We then search along those steps to create a list of candidates. A Candidate is a method item that might plausibly be the method being invoked. For each candidate, we'll derive a "transformed self type" that takes into account explicit self.

Candidates are grouped into two kinds, inherent and extension.

Inherent candidates are those that are derived from the type of the receiver itself. So, if you have a receiver of some nominal type Foo (e.g., a struct), any methods defined within an impl like impl Foo are inherent methods. Nothing needs to be imported to use an inherent method, they are associated with the type itself (note that inherent impls can only be defined in the same crate as the type itself).

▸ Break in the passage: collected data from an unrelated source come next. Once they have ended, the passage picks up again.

//! Point aggregates and bucketed time series.
//!
//! Range series are sparse (only days that have feedback), full-history series
//! are dense (all twelve months, empty ones reported as 0). The two shapes
//! serve different charts and must not be unified.

use std::collections::BTreeMap;

use chrono::{Datelike, NaiveDate};

use crate::types::{AggregateSummary, FeedbackRecord, TimeSeries};

pub const MONTH_LABELS: [&str; 12] = [
    "Jan", "Feb", "Mar", "Apr", "May", "Jun", "Jul", "Aug", "Sep", "Oct", "Nov", "Dec",
];

/// Round half away from zero to two decimal places.
pub fn round2(value: f64) -> f64 {
    (value * 100.0).round() / 100.0
}

#[derive(Debug, Default, Clone, Copy)]
struct Bucket {
    count: usize,
    understanding: f64,
    instructor: f64,
}

impl Bucket {
    fn add(&mut self, record: &FeedbackRecord) {
        self.count += 1;
        self.understanding += record.understanding;
        self.instructor += record.instructor_rating;
    }

    /// Rounded means, or `None` for an empty bucket.
    fn means(&self) -> Option<(f64, f64)> {
        if self.count == 0 {
            return None;
        }
        let n = self.count as f64;
        Some((round2(self.understanding / n), round2(self.instructor / n)))
    }
}

/// Count and rounded averages over the whole set.
pub fn summarize(records: &[FeedbackRecord]) -> AggregateSummary {
    let mut bucket = Bucket::default();
    for record in records {
        bucket.add(record);
    }
    let means = bucket.means();
    AggregateSummary {
        total_feedbacks: bucket.count,
        avg_understanding: means.map(|(u, _)| u),
        avg_instructor: means.map(|(_, i)| i),
    }
}

/// One bucket per calendar day that has at least one record, oldest first,
/// labelled like `"Jun 5"`.
pub fn series_by_day(records: &[FeedbackRecord]) -> TimeSeries {
    let mut days: BTreeMap<NaiveDate, Bucket> = BTreeMap::new();
    for record in records {
        days.entry(record.timestamp.date()).or_default().add(record);
    }

    let mut series = TimeSeries::default();
    for (day, bucket) in &days {
        if let Some((understanding, instructor)) = bucket.means() {
            series.push(day.format("%b %-d").to_string(), understanding, instructor);
        }
    }
    series
}

/// Exactly twelve month-of-year buckets regardless of data or year. Months
/// without records report 0 for both series.
pub fn series_by_month(records: &[FeedbackRecord]) -> TimeSeries {
    let mut months = [Bucket::default(); 12];
    for record in records {
        months[record.timestamp.month0() as usize].add(record);
    }

    let mut series = TimeSeries::default();
    for (label, bucket) in MONTH_LABELS.iter().zip(months.iter()) {
        let (understanding, instructor) = bucket.means().unwrap_or((0.0, 0.0));
        series.push(label.to_string(), understanding, instructor);
    }
    series
}
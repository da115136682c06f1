//! TeamPulse: feedback analytics server for trainers.

use std::path::PathBuf;
use std::sync::Arc;

use teampulse_server::{build_router, validate, AppState};
use tracing::info;
use tracing_subscriber::EnvFilter;

fn resolve_data_dir() -> PathBuf {
    std::env::var("TEAMPULSE_DATA_DIR")
        .map(PathBuf::from)
        .unwrap_or_else(|_| {
            let exe_dir = std::env::current_exe()
                .ok()
                .and_then(|p| p.parent().map(|p| p.to_path_buf()));
            if let Some(dir) = exe_dir {
                let parent_data = dir.join("../data");
                if parent_data.exists() {
                    return parent_data;
                }
            }
            PathBuf::from("data")
        })
}

#[tokio::main]
async fn main() -> anyhow::Result<()> {
    tracing_subscriber::fmt()
        .with_env_filter(
            EnvFilter::try_from_default_env().unwrap_or_else(|_| EnvFilter::new("info")),
        )
        .init();

    let args: Vec<String> = std::env::args().collect();

    if args.len() > 1 {
        match args[1].as_str() {
            "--validate" | "validate" => {
                let data_dir = if args.len() > 2 {
                    PathBuf::from(&args[2])
                } else {
                    resolve_data_dir()
                };
                let report = validate::validate(&data_dir);
                validate::print_report(&report);
                std::process::exit(if report.is_ready() { 0 } else { 1 });
            }
            "--help" | "-h" | "help" => {
                println!("TeamPulse: trainer feedback analytics server");
                println!();
                println!("Usage: teampulse [command]");
                println!();
                println!("Commands:");
                println!("  (none)                   Start the server");
                println!("  validate [data-dir]      Check configuration readiness");
                println!("  help                     Show this help message");
                return Ok(());
            }
            _ => {
                eprintln!("Unknown command: {}. Use 'teampulse help' for usage.", args[1]);
                std::process::exit(1);
            }
        }
    }

    let data_dir = resolve_data_dir();
    info!("Data directory: {}", data_dir.display());

    let config = teampulse_core::TeamPulseConfig::from_env(&data_dir)?;
    let port = config.port;

    let state = Arc::new(AppState::new(config));
    let app = build_router(state);

    let addr = format!("0.0.0.0:{}", port);
    let listener = tokio::net::TcpListener::bind(&addr).await?;
    info!("TeamPulse server listening on {}", addr);

    axum::serve(listener, app).await?;

    Ok(())
}
//! Summary requester: comments in, structured digest out.

use std::sync::Arc;

use async_trait::async_trait;
use teampulse_core::Result;
use tracing::{debug, warn};

use crate::decode::decode_summary;
use crate::prompt::build_summary_prompt;
use crate::types::SummaryResult;

/// Anything that turns a prompt into free-form text.
#[async_trait]
pub trait TextGenerator: Send + Sync {
    async fn generate(&self, prompt: &str) -> Result<String>;
}

/// Sends selected comments to the summarizer and decodes the answer.
pub struct SummaryRequester {
    generator: Arc<dyn TextGenerator>,
}

impl SummaryRequester {
    pub fn new(generator: Arc<dyn TextGenerator>) -> Self {
        Self { generator }
    }

    /// Summarize `comments`.
    ///
    /// No comments means no external call. Generator errors propagate;
    /// undecodable output is logged and becomes an empty result.
    pub async fn summarize(&self, comments: &[String]) -> Result<SummaryResult> {
        if comments.is_empty() {
            debug!("No eligible comments, skipping summarizer call");
            return Ok(SummaryResult::default());
        }

        let prompt = build_summary_prompt(comments);
        let raw = self.generator.generate(&prompt).await?;

        match decode_summary(&raw) {
            Ok(summary) => Ok(summary),
            Err(e) => {
                warn!(
                    "Discarding summarizer output for {} comments: {} (raw length {})",
                    comments.len(),
                    e,
                    raw.len()
                );
                Ok(SummaryResult::default())
            }
        }
    }
}
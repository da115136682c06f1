//! Directory and Sheets API types.

use serde::{Deserialize, Serialize};

/// Employee entry persisted in employees.json.
#[derive(Debug, Clone, Serialize, Deserialize)]
pub struct EmployeeRecord {
    pub id: String,
    #[serde(default)]
    pub name: Option<String>,
    #[serde(
        default,
        rename = "feedbackSheetUrl",
        alias = "feedback_sheet_url",
        skip_serializing_if = "Option::is_none"
    )]
    pub feedback_sheet_url: Option<String>,
}

/// Body of `GET /v4/spreadsheets/{id}/values/{range}`. Only `values` is read;
/// `range` and `majorDimension` are ignored.
#[derive(Debug, Clone, Deserialize)]
pub struct ValueRange {
    /// Omitted entirely by the API when the range is empty.
    #[serde(default)]
    pub values: Vec<Vec<serde_json::Value>>,
}

impl ValueRange {
    /// Rows as strings. Formatted values are already strings; anything else
    /// (numbers, booleans) is rendered as JSON text, nulls become empty.
    pub fn into_rows(self) -> Vec<Vec<String>> {
        self.values
            .into_iter()
            .map(|row| row.into_iter().map(cell_to_string).collect())
            .collect()
    }
}

fn cell_to_string(cell: serde_json::Value) -> String {
    match cell {
        serde_json::Value::String(s) => s,
        serde_json::Value::Null => String::new(),
        other => other.to_string(),
    }
}

#[cfg(test)]
mod tests {
    use super::*;

    #[test]
    fn test_value_range_rows() {
        let body = serde_json::json!({
            "range": "Sheet1!A1:D3",
            "majorDimension": "ROWS",
            "values": [
                ["Timestamp", "Understanding", "Instructor", "Comments"],
                ["6/1/2024 9:00:00", 4, "5", null],
                ["6/1/2024 9:05:00", "na"]
            ]
        });
        let range: ValueRange = serde_json::from_value(body).unwrap();
        let rows = range.into_rows();
        assert_eq!(rows.len(), 3);
        assert_eq!(rows[1], vec!["6/1/2024 9:00:00", "4", "5", ""]);
        assert_eq!(rows[2].len(), 2);
    }

    #[test]
    fn test_value_range_without_values() {
        let range: ValueRange =
            serde_json::from_str(r#"{"range":"Sheet1!A1:D1","majorDimension":"ROWS"}"#).unwrap();
        assert!(range.into_rows().is_empty());
    }

    #[test]
    fn test_employee_record_aliases() {
        let camel: EmployeeRecord =
            serde_json::from_str(r#"{"id":"e1","feedbackSheetUrl":"https://x/d/abc"}"#).unwrap();
        let snake: EmployeeRecord =
            serde_json::from_str(r#"{"id":"e1","feedback_sheet_url":"https://x/d/abc"}"#).unwrap();
        assert_eq!(camel.feedback_sheet_url, snake.feedback_sheet_url);
        assert!(camel.name.is_none());
    }
}
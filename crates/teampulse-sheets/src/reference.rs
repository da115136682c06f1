//! Spreadsheet reference parsing.

use once_cell::sync::Lazy;
use regex::Regex;
use teampulse_core::{Error, Result};

static SHEET_URL_RE: Lazy<Regex> =
    Lazy::new(|| Regex::new(r"/d/([a-zA-Z0-9_-]+)").unwrap());
static BARE_ID_RE: Lazy<Regex> =
    Lazy::new(|| Regex::new(r"^[a-zA-Z0-9_-]+$").unwrap());

/// Pull the spreadsheet id out of a Google Sheets URL such as
/// `https://docs.google.com/spreadsheets/d/<id>/edit#gid=0`. A bare id is
/// accepted unchanged.
pub fn extract_spreadsheet_id(reference: &str) -> Result<String> {
    let reference = reference.trim();
    if let Some(id) = SHEET_URL_RE.captures(reference).and_then(|c| c.get(1)) {
        return Ok(id.as_str().to_string());
    }
    if BARE_ID_RE.is_match(reference) {
        return Ok(reference.to_string());
    }
    Err(Error::InvalidArgument("Invalid Google Sheet URL format.".into()))
}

FIXME: Inherent candidates are not always derived from impls. If you have a trait object, such as a value of type Box<ToString>, then the trait methods (to_string(), in this case) are inherently associated with it. Another case is type parameters, in which case the methods of their bounds are inherent. However, this part of the rules is subject to change: when DST's "impl Trait for Trait" is complete, trait object dispatch could be subsumed into trait matching, and the type parameter behavior should be reconsidered in light of where clauses.

TODO: Is this FIXME still accurate?

Extension candidates are derived from imported traits. If I have the trait ToString imported, and I call to_string() as a method, then we will list the to_string() definition in each impl of ToString as a candidate. These kinds of method calls are called "extension methods".

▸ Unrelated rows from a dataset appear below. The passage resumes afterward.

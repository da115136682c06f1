//! Standup attendance streaks.

use chrono::{NaiveDate, NaiveDateTime};
use serde::{Deserialize, Serialize};

#[derive(Debug, Clone, Copy, PartialEq, Eq, Serialize, Deserialize)]
pub enum AttendanceStatus {
    Present,
    Absent,
    Missed,
    #[serde(other)]
    Unknown,
}

/// One scheduled standup and how the employee showed up for it.
#[derive(Debug, Clone, Serialize, Deserialize)]
pub struct AttendanceEntry {
    #[serde(rename = "scheduledAt")]
    pub scheduled_at: NaiveDateTime,
    pub status: AttendanceStatus,
}

/// Number of consecutive calendar days, ending at the most recent standup,
/// on which the employee was present.
///
/// Entries are walked newest first. The newest must be `Present` for the
/// streak to start. Any later non-present entry resets the streak to zero.
/// A present entry extends it only when it falls exactly one day before the
/// previous one; any other gap, including a second standup on the same day,
/// ends the count.
pub fn attendance_streak(entries: &[AttendanceEntry]) -> usize {
    let mut sorted: Vec<&AttendanceEntry> = entries.iter().collect();
    sorted.sort_by(|a, b| b.scheduled_at.cmp(&a.scheduled_at));

    let mut streak = 0usize;
    let mut last_day: Option<NaiveDate> = None;
    for entry in sorted {
        if entry.status != AttendanceStatus::Present {
            streak = 0;
            break;
        }
        let day = entry.scheduled_at.date();
        match last_day {
            None => streak = 1,
            Some(prev) if (prev - day).num_days() == 1 => streak += 1,
            Some(_) => break,
        }
        last_day = Some(day);
    }
    streak
}

#[cfg(test)]
mod tests {
    use super::AttendanceStatus::*;
    use super::*;

    fn entry(ts: &str, status: AttendanceStatus) -> AttendanceEntry {
        AttendanceEntry {
            scheduled_at: NaiveDateTime::parse_from_str(ts, "%Y-%m-%d %H:%M").unwrap(),
            status,
        }
    }

    #[test]
    fn test_empty_history() {
        assert_eq!(attendance_streak(&[]), 0);
    }

    #[test]
    fn test_consecutive_days() {
        let entries = vec![
            entry("2024-06-01 09:00", Present),
            entry("2024-06-03 09:00", Present),
            entry("2024-06-02 09:00", Present),
        ];
        assert_eq!(attendance_streak(&entries), 3);
    }

    #[test]
    fn test_latest_absence_zeroes_streak() {
        let entries = vec![
            entry("2024-06-02 09:00", Present),
            entry("2024-06-03 09:00", Missed),
        ];
        assert_eq!(attendance_streak(&entries), 0);
    }

    #[test]
    fn test_gap_ends_streak() {
        let entries = vec![
            entry("2024-06-05 09:00", Present),
            entry("2024-06-04 09:00", Present),
            entry("2024-06-01 09:00", Present),
        ];
        assert_eq!(attendance_streak(&entries), 2);
    }

    #[test]
    fn test_older_absence_resets_streak() {
        let entries = vec![
            entry("2024-06-05 09:00", Present),
            entry("2024-06-04 09:00", Present),
            entry("2024-06-03 09:00", Absent),
            entry("2024-06-02 09:00", Present),
        ];
        assert_eq!(attendance_streak(&entries), 0);
    }

    #[test]
    fn test_same_day_standup_breaks_streak() {
        let entries = vec![
            entry("2024-06-05 17:00", Present),
            entry("2024-06-05 09:00", Present),
            entry("2024-06-04 09:00", Present),
        ];
        assert_eq!(attendance_streak(&entries), 1);
    }

    #[test]
    fn test_gap_stops_before_older_absence() {
        let entries = vec![
            entry("2024-06-05 09:00", Present),
            entry("2024-06-04 09:00", Present),
            entry("2024-06-01 09:00", Present),
            entry("2024-05-31 09:00", Absent),
        ];
        assert_eq!(attendance_streak(&entries), 2);
    }

    #[test]
    fn test_status_wire_format() {
        let parsed: AttendanceEntry =
            serde_json::from_str(r#"{"scheduledAt":"2024-06-05T09:00:00","status":"Excused"}"#)
                .unwrap();
        assert_eq!(parsed.status, Unknown);
    }
}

So, let's continue our example. Imagine that we were calling a method foo with the receiver Rc<Box<[T; 3]>> and there is a trait Foo that defines it with &self for the type Rc<U> as well as a method on the type Box that defines foo but with &mut self. Then we might have two candidates:

  • &Rc<U> as an extension candidate
  • &mut Box<U> as an inherent candidate

Finally, to actually pick the method, we will search down the steps, trying to match the receiver type against the candidate types. At each step, we also consider an auto-ref and auto-mut-ref to see whether that makes any of the candidates match. For each resulting receiver type, we consider inherent candidates before extension candidates. If there are multiple matching candidates in a group, we report an error, except that multiple impls of the same trait are treated as a single match. Otherwise we pick the first match we find.

In the case of our example, the first step is Rc<Box<[T; 3]>>, which does not itself match any candidate. But when we autoref it, we get the type &Rc<Box<[T; 3]>> which matches &Rc<U>. We would then recursively consider all where-clauses that appear on the impl: if those match (or we cannot rule out that they do), then this is the method we would pick. Otherwise, we would continue down the series of steps.